SUPPLIED DATA: Begin
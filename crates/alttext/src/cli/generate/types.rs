//! CLI enum types for the generate command: language, provider, output format.

use alttext_core::{Language, OutputFormat as CoreOutputFormat, ProviderKind};
use clap::ValueEnum;

/// Target language for the generated alt text.
#[derive(Clone, Copy, Debug, PartialEq, Eq, ValueEnum)]
pub enum LanguageArg {
    #[value(alias = "en")]
    English,
    #[value(alias = "es")]
    Spanish,
    #[value(alias = "fr")]
    French,
    #[value(alias = "de")]
    German,
    #[value(alias = "it")]
    Italian,
}

impl From<LanguageArg> for Language {
    fn from(arg: LanguageArg) -> Self {
        match arg {
            LanguageArg::English => Language::English,
            LanguageArg::Spanish => Language::Spanish,
            LanguageArg::French => Language::French,
            LanguageArg::German => Language::German,
            LanguageArg::Italian => Language::Italian,
        }
    }
}

/// Supported alt text providers.
#[derive(Clone, Copy, Debug, PartialEq, Eq, ValueEnum)]
pub enum ProviderArg {
    /// AltText.ai image description API
    #[value(name = "alttext-ai", alias = "alttext")]
    AltTextAi,
    /// OpenAI completions API
    Openai,
}

impl From<ProviderArg> for ProviderKind {
    fn from(arg: ProviderArg) -> Self {
        match arg {
            ProviderArg::AltTextAi => ProviderKind::AltTextAi,
            ProviderArg::Openai => ProviderKind::OpenAi,
        }
    }
}

impl std::fmt::Display for ProviderArg {
    fn fmt(&self, f: &mut std::fmt::Formatter<'_>) -> std::fmt::Result {
        write!(f, "{}", ProviderKind::from(*self).id())
    }
}

/// How the result table is printed to stdout.
#[derive(Clone, Copy, Debug, PartialEq, Eq, ValueEnum)]
pub enum OutputFormat {
    /// Aligned text table
    Table,
    /// Single JSON array
    Json,
    /// One JSON object per line (newline-delimited)
    Jsonl,
}

impl From<OutputFormat> for CoreOutputFormat {
    fn from(format: OutputFormat) -> Self {
        match format {
            OutputFormat::Table => CoreOutputFormat::Table,
            OutputFormat::Json => CoreOutputFormat::Json,
            OutputFormat::Jsonl => CoreOutputFormat::JsonLines,
        }
    }
}

impl std::fmt::Display for OutputFormat {
    fn fmt(&self, f: &mut std::fmt::Formatter<'_>) -> std::fmt::Result {
        match self {
            OutputFormat::Table => write!(f, "table"),
            OutputFormat::Json => write!(f, "json"),
            OutputFormat::Jsonl => write!(f, "jsonl"),
        }
    }
}

#[cfg(test)]
mod tests {
    use super::*;

    #[test]
    fn test_language_arg_accepts_codes() {
        let arg = LanguageArg::from_str("it", true).unwrap();
        assert_eq!(Language::from(arg), Language::Italian);
        let arg = LanguageArg::from_str("German", true).unwrap();
        assert_eq!(Language::from(arg), Language::German);
    }

    #[test]
    fn test_provider_arg_names_match_config_ids() {
        for arg in [ProviderArg::AltTextAi, ProviderArg::Openai] {
            let kind = ProviderKind::from(arg);
            assert_eq!(ProviderKind::parse(&arg.to_string()), Some(kind));
        }
        assert_eq!(
            ProviderArg::from_str("alttext-ai", false).unwrap(),
            ProviderArg::AltTextAi
        );
    }

    #[test]
    fn test_output_format_round_trips_through_core_parser() {
        for format in [OutputFormat::Table, OutputFormat::Json, OutputFormat::Jsonl] {
            assert_eq!(
                CoreOutputFormat::parse(&format.to_string()),
                Some(format.into())
            );
        }
    }
}
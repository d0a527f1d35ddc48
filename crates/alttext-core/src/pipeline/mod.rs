//! Image preparation stages.
//!
//! - **discovery**: Find image files in the paths a user supplied
//! - **validate**: Size and magic-byte checks before decoding
//! - **encode**: Decode-check and base64 the original bytes

pub mod discovery;
pub mod encode;
pub mod validate;

// Re-exports for convenient access
pub use discovery::{DiscoveredFile, FileDiscovery};
pub use encode::{EncodedImage, ImageEncoder};
pub use validate::Validator;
SUPPLIED DATA: End
◆ **WORK INSTRUCTIONS**: If a line above contains the word "Italian", it counts; state how many lines count, and nothing more.

◆ **OUTPUT OF THE TASK**: 3